- YOUR INSTRUCTIONS: Report each line of the entries that includes "does" by copying it.

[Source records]
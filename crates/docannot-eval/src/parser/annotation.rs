use docannot_syntax::{Annotation, AnnotationError, AnnotationResult, SemanticKind, TokenKind};

use super::{CLASS_IDENTIFIERS, Session};
use crate::checker::{self, PositionalAfterNamed};
use crate::instantiate::{self, Site};
use crate::metadata;
use crate::resolver::{self, Resolved};
use crate::target::Target;

impl Session<'_, '_> {
    /// Annotation ::= "@" AnnotationName MethodCall
    ///
    /// Returns `None` when the annotation is skipped. `nested` is set for
    /// annotations appearing as values of another annotation, which are
    /// checked against [`Target::ANNOTATION`] instead of the context target.
    pub(super) fn annotation(&mut self, nested: bool) -> AnnotationResult<Option<Annotation>> {
        self.enter()?;
        let result = self.annotation_body(nested);
        self.leave();
        result
    }

    fn annotation_body(&mut self, nested: bool) -> AnnotationResult<Option<Annotation>> {
        self.match_token(TokenKind::At)?;
        let original = self.identifier()?;

        // `@foo-bar` reads as prose, not as an annotation
        if self.lexer.is_next_token(TokenKind::Minus) && self.lexer.next_token_is_adjacent() {
            return Ok(None);
        }

        let ctx = self.ctx;
        let description = ctx.description();

        let name = if original.starts_with('\\') {
            original.clone()
        } else {
            match resolver::resolve_annotation_name(&original, ctx, |n| self.type_exists(n))? {
                Resolved::Found(name) => name,
                Resolved::Skip => return Ok(None),
            }
        };
        let name = name.trim_start_matches('\\').to_string();
        tracing::debug!(written = %original, resolved = %name, "resolved annotation name");

        if !self.type_exists(&name) {
            return Err(AnnotationError::semantical(
                SemanticKind::Resolution,
                format!(
                    "The annotation \"@{}\" in {} does not exist, or could not be auto-loaded.",
                    name, description
                ),
                description,
            ));
        }

        let registry = self.registry();
        let metadata = self
            .parser
            .metadata
            .get_or_try_insert_with(&name, || metadata::collect(&name, registry, description))?;

        if !metadata.is_annotation {
            if ctx.is_ignored(&original) || ctx.is_ignored(&name) {
                tracing::debug!(name = %name, "skipping ignored non-annotation type");
                return Ok(None);
            }
            return Err(AnnotationError::semantical(
                SemanticKind::Resolution,
                format!(
                    "The class \"{name}\" is not annotated with @Annotation. Are you sure this class can be used as annotation? If so, then you need to add @Annotation to the _class_ doc comment of \"{name}\". If it is indeed no annotation, then you need to add @IgnoreAnnotation(\"{original}\") to the _class_ doc comment of {description}.",
                ),
                description,
            ));
        }

        let target = if nested { Target::ANNOTATION } else { ctx.target() };
        if !target.is_empty() && !metadata.targets.intersects(target) {
            return Err(AnnotationError::semantical(
                SemanticKind::Target,
                format!(
                    "Annotation @{} is not allowed to be declared on {}. You may only use this annotation on these code elements: {}.",
                    original, description, metadata.targets_literal
                ),
                description,
            ));
        }

        let arguments = self.method_call()?;
        let mut values = match checker::reconcile_arguments(arguments, &metadata) {
            Ok(values) => values,
            Err(PositionalAfterNamed) => {
                let position = self.lexer.token().map(|t| t.position);
                return Err(self.syntax_error_at(
                    "Positional arguments after named arguments is not allowed".to_string(),
                    position,
                ));
            }
        };

        checker::check_enums(&values, &metadata, &name, description)?;
        checker::check_attribute_types(&mut values, &metadata, &original, description, registry)?;

        let site = Site {
            type_name: &name,
            original: &original,
            context: description,
        };
        instantiate::instantiate(&site, values, &metadata, registry).map(Some)
    }

    /// AnnotationName ::= QualifiedName | SimpleName
    ///
    /// Parts of a qualified name must be adjacent: `Foo\Bar` is one name,
    /// `Foo \Bar` is the name `Foo` followed by other tokens.
    pub(super) fn identifier(&mut self) -> AnnotationResult<String> {
        if !self.lexer.is_next_token_any(&CLASS_IDENTIFIERS) {
            return Err(self.syntax_error("namespace separator or identifier"));
        }
        self.lexer.move_next();
        let mut name = self.token_value();

        while self.lexer.next_token_is_adjacent()
            && self.lexer.is_next_token(TokenKind::NamespaceSeparator)
        {
            self.match_token(TokenKind::NamespaceSeparator)?;
            self.match_any(&CLASS_IDENTIFIERS)?;
            name.push('\\');
            name.push_str(&self.token_value());
        }

        Ok(name)
    }
}

#[cfg(test)]
mod tests {
    use crate::context::ParserContext;
    use crate::metadata::MetadataCache;
    use crate::parser::DocParser;
    use crate::registry::{StaticRegistry, TypeDef};
    use crate::target::Target;

    fn registry() -> StaticRegistry {
        StaticRegistry::new()
            .with_type(TypeDef::annotation("App\\Marker"))
            .with_type(
                TypeDef::annotation("App\\Column")
                    .doc("/** @Annotation @Target(\"PROPERTY\") */"),
            )
            .with_type(TypeDef::new("App\\Plain").doc("/** Not an annotation. */"))
    }

    fn ctx() -> ParserContext {
        ParserContext::new("class App\\Entity")
            .with_namespace_fallback("App")
            .unwrap()
    }

    #[test]
    fn test_glued_dash_is_prose() {
        let registry = registry();
        let cache = MetadataCache::new();
        let parser = DocParser::new(&registry, &cache);
        assert!(parser.parse("@Marker-ish", &ctx()).unwrap().is_empty());
        assert_eq!(parser.parse("@Marker -", &ctx()).unwrap().len(), 1);
    }

    #[test]
    fn test_non_annotation_type_errors_with_hint() {
        let registry = registry();
        let cache = MetadataCache::new();
        let parser = DocParser::new(&registry, &cache);
        let err = parser.parse("@Plain", &ctx()).unwrap_err();
        assert!(err.message().starts_with("The class \"App\\Plain\" is not annotated with @Annotation."));
        assert!(err.message().contains("@IgnoreAnnotation(\"Plain\")"));

        let ignoring = ctx().with_ignored_name("App\\Plain");
        assert!(parser.parse("@Plain", &ignoring).unwrap().is_empty());
    }

    #[test]
    fn test_target_mismatch() {
        let registry = registry();
        let cache = MetadataCache::new();
        let parser = DocParser::new(&registry, &cache);
        let err = parser
            .parse("@Column", &ctx().with_target(Target::CLASS))
            .unwrap_err();
        assert_eq!(
            err.message(),
            "Annotation @Column is not allowed to be declared on class App\\Entity. You may only use this annotation on these code elements: PROPERTY."
        );

        let ok = parser.parse("@Column", &ctx().with_target(Target::PROPERTY)).unwrap();
        assert_eq!(ok.len(), 1);
    }

    #[test]
    fn test_qualified_name_parts_must_be_adjacent() {
        let registry = registry();
        let cache = MetadataCache::new();
        let parser = DocParser::new(&registry, &cache);
        let parsed = parser.parse("@\\App\\Marker", &ParserContext::new("")).unwrap();
        assert_eq!(parsed[0].type_name(), "App\\Marker");
    }

    #[test]
    fn test_missing_fully_qualified_type() {
        let registry = registry();
        let cache = MetadataCache::new();
        let parser = DocParser::new(&registry, &cache);
        let err = parser.parse("@\\App\\Nope", &ParserContext::new("class X")).unwrap_err();
        assert_eq!(
            err.message(),
            "The annotation \"@App\\Nope\" in class X does not exist, or could not be auto-loaded."
        );
    }
}
//! # Docannot Syntax
//!
//! Lexer, value model and error types for annotations embedded in
//! documentation comments.
//!
//! ## Overview
//!
//! - **Lexer**: splits docblock text into classified [`Token`]s and exposes a
//!   cursor with lookahead and peeking ([`DocLexer`])
//! - **Values**: the tagged union produced for annotation arguments
//!   ([`Value`], [`ArrayValue`], [`Annotation`])
//! - **Errors**: the closed error taxonomy of a parse call
//!   ([`AnnotationError`])
//!
//! ## Architecture
//!
//! ```text
//! Docblock text
//!     ↓
//! tokenize / DocLexer
//!     ↓
//! Vec<Token>
//!     ↓
//! DocParser (docannot-eval)
//!     ↓
//! Vec<Annotation>
//! ```
//!
//! ## Example
//!
//! ```rust
//! use docannot_syntax::{tokenize, TokenKind};
//!
//! let tokens = tokenize(r#"@Route("/home", name="home")"#);
//!
//! assert_eq!(tokens[0].kind, TokenKind::At);
//! assert_eq!(tokens[1].value, "Route");
//! assert_eq!(tokens[3].kind, TokenKind::String);
//! ```
//!
//! ## Token Grammar
//!
//! ```text
//! Identifier: [a-z_\][a-z0-9_:\]*[a-z_][a-z0-9_]*   (case-insensitive)
//! Number:     [+-]?[0-9]+(\.[0-9]+)*([eE][+-]?[0-9]+)?
//! String:     "..." with "" as an embedded quote
//! Symbols:    @ , ( ) { } = : - \
//! Keywords:   true false null                     (case-insensitive)
//! Skipped:    whitespace, runs of *
//! ```

pub mod error;
pub mod lexer;
pub mod token;
pub mod value;

pub use error::{AnnotationError, AnnotationResult, SemanticKind};
pub use lexer::{DocLexer, tokenize};
pub use token::{Token, TokenKind};
pub use value::{Annotation, ArrayKey, ArrayValue, Fields, Value};
use std::fmt;

/// Classification of a lexed token.
#[derive(Debug, Clone, Copy, PartialEq, Eq, Hash)]
pub enum TokenKind {
    None,
    Integer,
    Float,
    String,
    Identifier,
    At,
    OpenCurly,
    CloseCurly,
    OpenParen,
    CloseParen,
    Comma,
    Equals,
    Colon,
    Minus,
    NamespaceSeparator,
    True,
    False,
    Null,
}

impl TokenKind {
    pub fn display_name(self) -> &'static str {
        match self {
            TokenKind::None => "unknown character",
            TokenKind::Integer => "integer",
            TokenKind::Float => "float",
            TokenKind::String => "string",
            TokenKind::Identifier => "identifier",
            TokenKind::At => "'@'",
            TokenKind::OpenCurly => "'{'",
            TokenKind::CloseCurly => "'}'",
            TokenKind::OpenParen => "'('",
            TokenKind::CloseParen => "')'",
            TokenKind::Comma => "','",
            TokenKind::Equals => "'='",
            TokenKind::Colon => "':'",
            TokenKind::Minus => "'-'",
            TokenKind::NamespaceSeparator => "namespace separator",
            TokenKind::True => "keyword 'true'",
            TokenKind::False => "keyword 'false'",
            TokenKind::Null => "keyword 'null'",
        }
    }

    /// Kinds that may appear as a component of an annotation or class name.
    ///
    /// The bare words `true`, `false` and `null` are legal here even though
    /// they are keywords in value position.
    pub fn is_class_identifier(self) -> bool {
        matches!(
            self,
            TokenKind::Identifier | TokenKind::True | TokenKind::False | TokenKind::Null
        )
    }

    pub(crate) fn from_symbol(ch: char) -> Option<TokenKind> {
        let kind = match ch {
            '@' => TokenKind::At,
            ',' => TokenKind::Comma,
            '(' => TokenKind::OpenParen,
            ')' => TokenKind::CloseParen,
            '{' => TokenKind::OpenCurly,
            '}' => TokenKind::CloseCurly,
            '=' => TokenKind::Equals,
            ':' => TokenKind::Colon,
            '-' => TokenKind::Minus,
            '\\' => TokenKind::NamespaceSeparator,
            _ => return None,
        };
        Some(kind)
    }
}

impl fmt::Display for TokenKind {
    fn fmt(&self, f: &mut fmt::Formatter<'_>) -> fmt::Result {
        f.write_str(self.display_name())
    }
}

/// A classified token with the byte offset it starts at in the lexed input.
///
/// For string tokens `value` holds the unquoted content with `""` already
/// collapsed to a single quote.
#[derive(Debug, Clone, PartialEq)]
pub struct Token {
    pub value: String,
    pub kind: TokenKind,
    pub position: usize,
}

impl Token {
    pub fn new(value: impl Into<String>, kind: TokenKind, position: usize) -> Self {
        Self {
            value: value.into(),
            kind,
            position,
        }
    }

    /// Offset just past the token, measured with the length of `value`.
    #[inline]
    pub fn end(&self) -> usize {
        self.position + self.value.len()
    }

    #[inline]
    pub fn is(&self, kind: TokenKind) -> bool {
        self.kind == kind
    }
}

- YOUR SOLUTION:
                    "The annotation \"@{}\" in {} does not exist, or could not be auto-loaded.",
            "The annotation \"@App\\Nope\" in class X does not exist, or could not be auto-loaded."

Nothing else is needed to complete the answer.